PDX Mayor Told Pembina to Pull Permit Applications for Controversial Propane Export Terminal Proposed at Port:

“At some point, those of us in power have to listen to those who put us there,” – Portland Mayor Charlie Hales, 5/7/15

The Columbia River is threatened with unprecedented fossil fuel export terminals. We have the choice to move to clean and renewable energy now: building large, new fossil fuel infrastructure today locks in dirty energy production and consumption for decades. This May, Portland Mayor Charlie Hales announced he had withdrawn his support for a propane export terminal that Pembina Pipeline Corporation had proposed at the Port of Portland’s Terminal 6 on the Columbia River.

Portland’s stance against Pembina reflects the larger regional movement of municipalities opposing dirty and dangerous fossil fuel projects. Mayor Hales’ position is informed by the thousands of people who opposed Pembina, as well as Portland’s longshore union (ILWU Local 8), dozens of neighborhood associations, faith and community groups. Special thanks to the Audubon Society of Portland for steadfast work to protect Portland’s environment.

Background on Pembina and propane export
The largest pipeline company in the Alberta tar sands mining industry, Pembina, wants to export propane from the Port of Portland’s Terminal 6 on the Columbia River to Asian markets. Pembina’s proposal would create: more profits for fracking and tar sands companies; more mile-long unit trains of explosive propane cutting through our communities; dangerous, pressurized propane storage tanks endangering workers and neighborhoods; and propane supertankers on the Columbia River with the possibility of large ‘security zones’ that restrict other ships and recreational boats. Even more, Pembina’s proposal comes at a time when the City of Portland is attempting to establish itself as a leader in climate policies and sustainability.

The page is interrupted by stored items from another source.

//! Cache layer for shiftdesk
//!
//! Values are stored as JSON in the shared key-value store under keys derived
//! from a category and the arguments that produced them. TTLs are resolved per
//! category, store failures degrade to misses, and every read is counted.
//!
//! ```
//! use shiftdesk_cache::{CacheKey, SmartCache};
//! use shiftdesk_conf::CacheSettings;
//! use shiftdesk_store::{InMemoryStore, RetryPolicy, StoreClient};
//! use std::sync::Arc;
//!
//! # async fn example() {
//! let client = StoreClient::from_store(Arc::new(InMemoryStore::new()), RetryPolicy::default());
//! let cache = SmartCache::new(client, CacheSettings::default());
//!
//! cache.set(&CacheKey::new("shifts").arg(7), &"open", None).await;
//! assert_eq!(cache.invalidate_shift_cache(None, None).await, 1);
//! # }
//! ```

pub mod key;
pub mod memoize;
pub mod metrics;
pub mod smart;

pub use key::{CacheKey, MAX_KEY_LENGTH};
pub use memoize::{MISSING_ARG, Memoized};
pub use metrics::{CacheMetrics, CacheStatistics};
pub use smart::{CacheLookup, SmartCache};
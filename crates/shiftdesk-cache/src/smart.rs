//! Category-aware cache-aside layer
//!
//! The cache never fails its callers: store errors are logged, counted in
//! [`CacheMetrics`] and treated as a miss (reads) or a no-op (writes).
//! [`SmartCache::lookup`] keeps the hit/miss/error distinction for callers
//! that need it.

use serde::Serialize;
use serde::de::DeserializeOwned;
use shiftdesk_conf::CacheSettings;
use shiftdesk_store::{StoreClient, StoreError};
use std::future::Future;
use std::sync::Arc;
use std::time::Duration;

use crate::key::CacheKey;
use crate::metrics::CacheMetrics;

/// Result of a cache read
#[derive(Debug)]
pub enum CacheLookup<T> {
	Hit(T),
	Miss,
	StoreError(StoreError),
}

impl<T> CacheLookup<T> {
	pub fn is_hit(&self) -> bool {
		matches!(self, CacheLookup::Hit(_))
	}

	/// Fold into an option, treating errors as misses
	pub fn into_option(self) -> Option<T> {
		match self {
			CacheLookup::Hit(value) => Some(value),
			CacheLookup::Miss | CacheLookup::StoreError(_) => None,
		}
	}
}

/// Cache over the shared store with per-category TTLs
///
/// # Examples
///
/// ```
/// use shiftdesk_cache::{CacheKey, SmartCache};
/// use shiftdesk_conf::CacheSettings;
/// use shiftdesk_store::{InMemoryStore, RetryPolicy, StoreClient};
/// use std::sync::Arc;
///
/// # async fn example() {
/// let client = StoreClient::from_store(Arc::new(InMemoryStore::new()), RetryPolicy::default());
/// let cache = SmartCache::new(client, CacheSettings::default());
///
/// let key = CacheKey::new("user_profile").arg(42);
/// assert!(cache.set(&key, &vec!["alice", "manager"], None).await);
///
/// let cached: Option<Vec<String>> = cache.get(&key).await;
/// assert_eq!(cached, Some(vec!["alice".to_string(), "manager".to_string()]));
/// # }
/// ```
#[derive(Clone)]
pub struct SmartCache {
	client: StoreClient,
	settings: Arc<CacheSettings>,
	metrics: Arc<CacheMetrics>,
}

impl SmartCache {
	pub fn new(client: StoreClient, settings: CacheSettings) -> Self {
		Self {
			client,
			settings: Arc::new(settings),
			metrics: Arc::new(CacheMetrics::new()),
		}
	}

	pub fn metrics(&self) -> &CacheMetrics {
		&self.metrics
	}

	pub fn settings(&self) -> &CacheSettings {
		&self.settings
	}

	fn full_key(&self, key: &CacheKey) -> String {
		format!("{}{}", self.settings.key_prefix, key.derive())
	}

	/// TTL for a write: explicit > category table > global default
	///
	/// # Examples
	///
	/// ```
	/// use shiftdesk_cache::SmartCache;
	/// use shiftdesk_conf::CacheSettings;
	/// use shiftdesk_store::{InMemoryStore, RetryPolicy, StoreClient};
	/// use std::sync::Arc;
	/// use std::time::Duration;
	///
	/// let client = StoreClient::from_store(Arc::new(InMemoryStore::new()), RetryPolicy::default());
	/// let cache = SmartCache::new(client, CacheSettings::default());
	///
	/// assert_eq!(cache.resolve_ttl("shifts", Some(Duration::from_secs(5))), Duration::from_secs(5));
	/// assert_eq!(cache.resolve_ttl("shifts", None), Duration::from_secs(60));
	/// assert_eq!(cache.resolve_ttl("unlisted", None), Duration::from_secs(300));
	/// ```
	pub fn resolve_ttl(&self, category: &str, explicit: Option<Duration>) -> Duration {
		explicit.unwrap_or_else(|| {
			let secs = self
				.settings
				.category_ttls
				.get(category)
				.copied()
				.unwrap_or(self.settings.default_ttl_secs);
			Duration::from_secs(secs)
		})
	}

	/// Read a value, keeping store errors distinct from misses
	pub async fn lookup<T: DeserializeOwned>(&self, key: &CacheKey) -> CacheLookup<T> {
		let category = key.category();
		let full_key = self.full_key(key);

		let raw = match self.client.store().get(&full_key).await {
			Ok(Some(raw)) => raw,
			Ok(None) => {
				self.metrics.record_miss(category);
				tracing::debug!(category, key = %full_key, "Cache miss");
				return CacheLookup::Miss;
			}
			Err(e) => {
				self.metrics.record_error(category);
				self.metrics.record_miss(category);
				return CacheLookup::StoreError(e);
			}
		};

		match serde_json::from_str(&raw) {
			Ok(value) => {
				self.metrics.record_hit(category);
				tracing::debug!(category, key = %full_key, "Cache hit");
				CacheLookup::Hit(value)
			}
			Err(e) => {
				self.metrics.record_error(category);
				self.metrics.record_miss(category);
				CacheLookup::StoreError(StoreError::Serialization(e.to_string()))
			}
		}
	}

	/// Read a value; errors are logged and reported as a miss
	pub async fn get<T: DeserializeOwned>(&self, key: &CacheKey) -> Option<T> {
		match self.lookup(key).await {
			CacheLookup::StoreError(e) => {
				tracing::warn!(
					category = key.category(),
					key = %key,
					error = %e,
					"Cache read failed"
				);
				None
			}
			other => other.into_option(),
		}
	}

	/// Store a value; false when the write failed
	pub async fn set<T: Serialize + ?Sized>(
		&self,
		key: &CacheKey,
		value: &T,
		ttl: Option<Duration>,
	) -> bool {
		let category = key.category();
		let payload = match serde_json::to_string(value) {
			Ok(payload) => payload,
			Err(e) => {
				self.metrics.record_error(category);
				tracing::warn!(category, key = %key, error = %e, "Cache value not serializable");
				return false;
			}
		};

		let full_key = self.full_key(key);
		let ttl = self.resolve_ttl(category, ttl);
		let store = self.client.store();
		match self
			.client
			.retry_policy()
			.run("SET", || store.set(&full_key, &payload, Some(ttl)))
			.await
		{
			Ok(()) => {
				tracing::debug!(category, key = %full_key, ttl_secs = ttl.as_secs(), "Cache set");
				true
			}
			Err(e) => {
				self.metrics.record_error(category);
				tracing::warn!(category, key = %full_key, error = %e, "Cache write failed");
				false
			}
		}
	}

	/// Remove a value; true when it existed
	pub async fn delete(&self, key: &CacheKey) -> bool {
		let full_key = self.full_key(key);
		match self.client.store().delete_one(&full_key).await {
			Ok(existed) => existed,
			Err(e) => {
				self.metrics.record_error(key.category());
				tracing::warn!(category = key.category(), key = %full_key, error = %e, "Cache delete failed");
				false
			}
		}
	}

	/// Delete every key matching a glob pattern, returning how many were removed
	///
	/// The configured key prefix is prepended to `pattern`.
	pub async fn invalidate_pattern(&self, pattern: &str) -> usize {
		let full_pattern = format!("{}{}", self.settings.key_prefix, pattern);
		let store = self.client.store();

		let keys = match store.scan_match(&full_pattern).await {
			Ok(keys) => keys,
			Err(e) => {
				tracing::warn!(pattern = %full_pattern, error = %e, "Cache scan failed");
				return 0;
			}
		};
		if keys.is_empty() {
			return 0;
		}

		match self
			.client
			.retry_policy()
			.run("DEL", || store.delete(&keys))
			.await
		{
			Ok(removed) => {
				let removed = usize::try_from(removed).unwrap_or(usize::MAX);
				tracing::debug!(pattern = %full_pattern, removed, "Cache invalidated");
				removed
			}
			Err(e) => {
				tracing::warn!(pattern = %full_pattern, error = %e, "Cache invalidation failed");
				0
			}
		}
	}

	/// Drop everything cached about a user
	///
	/// Over-broad on purpose: `user:4*` also matches user 42.
	pub async fn invalidate_user_cache(&self, user_id: i64) -> usize {
		let patterns = [
			format!("user:{}*", user_id),
			format!("user_profile:{}*", user_id),
			format!("user_shifts:{}*", user_id),
			format!("dashboard:{}*", user_id),
			format!("*:user:{}*", user_id),
		];
		self.invalidate_all(&patterns).await
	}

	/// Drop cached shift, schedule and dashboard data
	///
	/// Always clears every `shifts:`, `schedule:` and `dashboard:` entry, plus
	/// the given job and shift.
	pub async fn invalidate_shift_cache(&self, job_id: Option<i64>, shift_id: Option<i64>) -> usize {
		let mut patterns = vec![
			"shifts:*".to_string(),
			"schedule:*".to_string(),
			"dashboard:*".to_string(),
		];
		if let Some(job_id) = job_id {
			patterns.push(format!("job:{}*", job_id));
		}
		if let Some(shift_id) = shift_id {
			patterns.push(format!("shift:{}*", shift_id));
		}
		self.invalidate_all(&patterns).await
	}

	async fn invalidate_all(&self, patterns: &[String]) -> usize {
		let mut removed = 0;
		for pattern in patterns {
			removed += self.invalidate_pattern(pattern).await;
		}
		removed
	}

	/// Cache-aside: return the cached value or compute, cache and return it
	///
	/// `Err` results are returned as-is and never cached.
	pub async fn get_or_compute<T, E, F, Fut>(
		&self,
		key: &CacheKey,
		ttl: Option<Duration>,
		compute: F,
	) -> Result<T, E>
	where
		T: Serialize + DeserializeOwned,
		F: FnOnce() -> Fut,
		Fut: Future<Output = Result<T, E>>,
	{
		if let Some(cached) = self.get(key).await {
			return Ok(cached);
		}
		let value = compute().await?;
		self.set(key, &value, ttl).await;
		Ok(value)
	}
}

#[cfg(test)]
mod tests {
	use super::*;
	use rstest::rstest;
	use shiftdesk_store::{InMemoryStore, KeyValueStore, RetryPolicy};

	fn cache_with_prefix(prefix: &str) -> (InMemoryStore, SmartCache) {
		let store = InMemoryStore::new();
		let client = StoreClient::from_store(Arc::new(store.clone()), RetryPolicy::no_retry());
		let mut settings = CacheSettings::default();
		settings.key_prefix = prefix.to_string();
		(store, SmartCache::new(client, settings))
	}

	#[rstest]
	#[tokio::test]
	async fn test_key_prefix_applies_to_storage_and_patterns() {
		let (store, cache) = cache_with_prefix("app:");
		let key = CacheKey::new("jobs").arg(1);
		assert!(cache.set(&key, &1, None).await);
		assert!(store.exists("app:jobs:1").await.unwrap());

		assert_eq!(cache.invalidate_pattern("jobs:*").await, 1);
		assert!(store.is_empty());
	}

	#[rstest]
	#[tokio::test]
	async fn test_category_ttl_applied_on_write() {
		let (store, cache) = cache_with_prefix("");
		cache.set(&CacheKey::new("dashboard").arg(1), &"x", None).await;
		let ttl = store.ttl("dashboard:1").unwrap();
		assert!(ttl <= Duration::from_secs(30));
		assert!(ttl > Duration::from_secs(25));
	}

	#[rstest]
	#[tokio::test]
	async fn test_undecodable_value_is_a_store_error() {
		let (store, cache) = cache_with_prefix("");
		store.set("user:1", "{broken", None).await.unwrap();

		let lookup: CacheLookup<u32> = cache.lookup(&CacheKey::new("user").arg(1)).await;
		assert!(matches!(lookup, CacheLookup::StoreError(StoreError::Serialization(_))));
		assert_eq!(cache.metrics().category("user").errors, 1);
	}
}
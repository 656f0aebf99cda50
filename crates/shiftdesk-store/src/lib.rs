//! Key-value store access for shiftdesk
//!
//! Sessions, cache entries and realtime connection descriptors all live in one
//! shared key-value store. This crate provides:
//!
//! - [`KeyValueStore`]: the async store abstraction
//! - [`RedisStore`]: pooled Redis backend (deadpool-redis)
//! - [`InMemoryStore`]: process-local backend with Redis-like semantics
//! - [`StoreClient`]: the shared handle with health checks and blocking access
//! - [`RetryPolicy`]: exponential backoff for writes that must not be lost

pub mod client;
pub mod error;
pub mod in_memory;
pub mod redis_backend;
pub mod retry;
pub mod store;

pub use client::StoreClient;
pub use error::{StoreError, StoreResult};
pub use in_memory::InMemoryStore;
pub use redis_backend::RedisStore;
pub use retry::{RetryError, RetryPolicy};
pub use store::KeyValueStore;
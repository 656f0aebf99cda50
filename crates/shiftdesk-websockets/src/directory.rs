//! Process-local connection directory
//!
//! Holds the live socket handles owned by this process, indexed by
//! websocket id and by user. Backed by [`DashMap`]; no method holds a shard
//! guard past its return, so callers may await freely between calls.

use chrono::{DateTime, Utc};
use dashmap::DashMap;
use std::collections::HashSet;
use std::sync::Arc;

use crate::connection::WebSocketConnection;
use crate::descriptor::ConnectionDescriptor;

/// A socket held by this process together with its descriptor
#[derive(Debug, Clone)]
pub struct LocalConnection {
	pub socket: Arc<WebSocketConnection>,
	pub descriptor: ConnectionDescriptor,
}

impl LocalConnection {
	pub fn user_id(&self) -> i64 {
		self.descriptor.user_id
	}

	pub fn is_manager(&self) -> bool {
		self.descriptor.is_manager
	}
}

#[derive(Debug, Default)]
pub struct ConnectionDirectory {
	sockets: DashMap<String, LocalConnection>,
	by_user: DashMap<i64, HashSet<String>>,
}

impl ConnectionDirectory {
	pub fn new() -> Self {
		Self::default()
	}

	/// Insert or replace a connection, returning the one it replaced
	pub fn insert(&self, connection: LocalConnection) -> Option<LocalConnection> {
		let websocket_id = connection.descriptor.websocket_id.clone();
		let user_id = connection.user_id();

		let previous = self.sockets.insert(websocket_id.clone(), connection);
		if let Some(previous) = &previous
			&& previous.user_id() != user_id
		{
			self.unindex(previous.user_id(), &websocket_id);
		}
		self.by_user
			.entry(user_id)
			.or_default()
			.insert(websocket_id);
		previous
	}

	pub fn remove(&self, websocket_id: &str) -> Option<LocalConnection> {
		let (_, removed) = self.sockets.remove(websocket_id)?;
		self.unindex(removed.user_id(), websocket_id);
		Some(removed)
	}

	fn unindex(&self, user_id: i64, websocket_id: &str) {
		if let Some(mut ids) = self.by_user.get_mut(&user_id) {
			ids.remove(websocket_id);
		}
		self.by_user.remove_if(&user_id, |_, ids| ids.is_empty());
	}

	pub fn get(&self, websocket_id: &str) -> Option<LocalConnection> {
		self.sockets
			.get(websocket_id)
			.map(|entry| entry.value().clone())
	}

	pub fn contains(&self, websocket_id: &str) -> bool {
		self.sockets.contains_key(websocket_id)
	}

	/// Record a heartbeat, returning the updated descriptor
	pub fn touch(&self, websocket_id: &str, now: DateTime<Utc>) -> Option<ConnectionDescriptor> {
		let mut entry = self.sockets.get_mut(websocket_id)?;
		entry.descriptor.last_heartbeat = now;
		Some(entry.descriptor.clone())
	}

	pub fn user_connection_ids(&self, user_id: i64) -> Vec<String> {
		self.by_user
			.get(&user_id)
			.map(|ids| ids.iter().cloned().collect())
			.unwrap_or_default()
	}

	pub fn manager_connection_ids(&self) -> Vec<String> {
		self.sockets
			.iter()
			.filter(|entry| entry.is_manager())
			.map(|entry| entry.key().clone())
			.collect()
	}

	pub fn connection_ids(&self) -> Vec<String> {
		self.sockets.iter().map(|entry| entry.key().clone()).collect()
	}

	/// Descriptors of every local connection
	pub fn descriptors(&self) -> Vec<ConnectionDescriptor> {
		self.sockets
			.iter()
			.map(|entry| entry.descriptor.clone())
			.collect()
	}

	pub fn len(&self) -> usize {
		self.sockets.len()
	}

	pub fn is_empty(&self) -> bool {
		self.sockets.is_empty()
	}
}

#[cfg(test)]
mod tests {
	use super::*;
	use rstest::rstest;

	fn local(websocket_id: &str, user_id: i64, is_manager: bool) -> LocalConnection {
		let now = Utc::now();
		let (socket, _rx) = WebSocketConnection::channel(websocket_id);
		LocalConnection {
			socket: Arc::new(socket),
			descriptor: ConnectionDescriptor {
				websocket_id: websocket_id.to_string(),
				session_id: "sid".to_string(),
				user_id,
				username: format!("user{}", user_id),
				is_manager,
				connected_at: now,
				last_heartbeat: now,
			},
		}
	}

	#[rstest]
	fn test_user_index_follows_inserts_and_removals() {
		let directory = ConnectionDirectory::new();
		directory.insert(local("a", 1, false));
		directory.insert(local("b", 1, true));
		directory.insert(local("c", 2, false));

		let mut ids = directory.user_connection_ids(1);
		ids.sort();
		assert_eq!(ids, vec!["a".to_string(), "b".to_string()]);
		assert_eq!(directory.manager_connection_ids(), vec!["b".to_string()]);

		assert!(directory.remove("a").is_some());
		assert!(directory.remove("a").is_none());
		assert_eq!(directory.user_connection_ids(1), vec!["b".to_string()]);

		directory.remove("b");
		assert!(directory.user_connection_ids(1).is_empty());
		assert_eq!(directory.len(), 1);
	}

	#[rstest]
	fn test_reinsert_under_new_user_moves_index() {
		let directory = ConnectionDirectory::new();
		directory.insert(local("a", 1, false));
		let previous = directory.insert(local("a", 2, false));

		assert_eq!(previous.map(|p| p.user_id()), Some(1));
		assert!(directory.user_connection_ids(1).is_empty());
		assert_eq!(directory.user_connection_ids(2), vec!["a".to_string()]);
	}

	#[rstest]
	fn test_touch_updates_heartbeat() {
		let directory = ConnectionDirectory::new();
		directory.insert(local("a", 1, false));
		let later = Utc::now() + chrono::Duration::seconds(5);

		let touched = directory.touch("a", later).unwrap();
		assert_eq!(touched.last_heartbeat, later);
		assert_eq!(directory.get("a").unwrap().descriptor.last_heartbeat, later);
		assert!(directory.touch("missing", later).is_none());
	}
}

Pembina proposes to send mile-long pressurized unit trains of propane to the Port of Portland. From the trains, the propane would be stored in massive storage tanks (up to 33 million gallons) that are refrigerated to negative 44 degrees Fahrenheit. After storage, the LPG would be transferred by pipeline across an area currently protected from this type of industrial activity onto massive ships. Because piping propane through an Environmental Conservation Zone is prohibited, Pembina is must receive an amendment to Portland’s Conservation Habitat zoning from the Portland City Council – a change the council can reject.

The first phase of Pembina’s propane export proposal would bring one unit train in or out of the facility daily and load 2-3 outgoing ships of propane per month. However, Pembina has already stated plans to double the size in the future, shipping nearly 80,000 barrels of LPG per day and doubling rail and ship traffic.

Columbia Riverkeeper worked with a broad coalition of groups to ensure that Pembina’s controversial propane export plan did not go uncontested. We want to thank the Audubon Society of Portland, Portland’s Longshore union (ILWU Local 8), north and northeast neighborhood Portland associations, faith and health organizations and numerous climate change organizations associated with the Climate Action Coalition.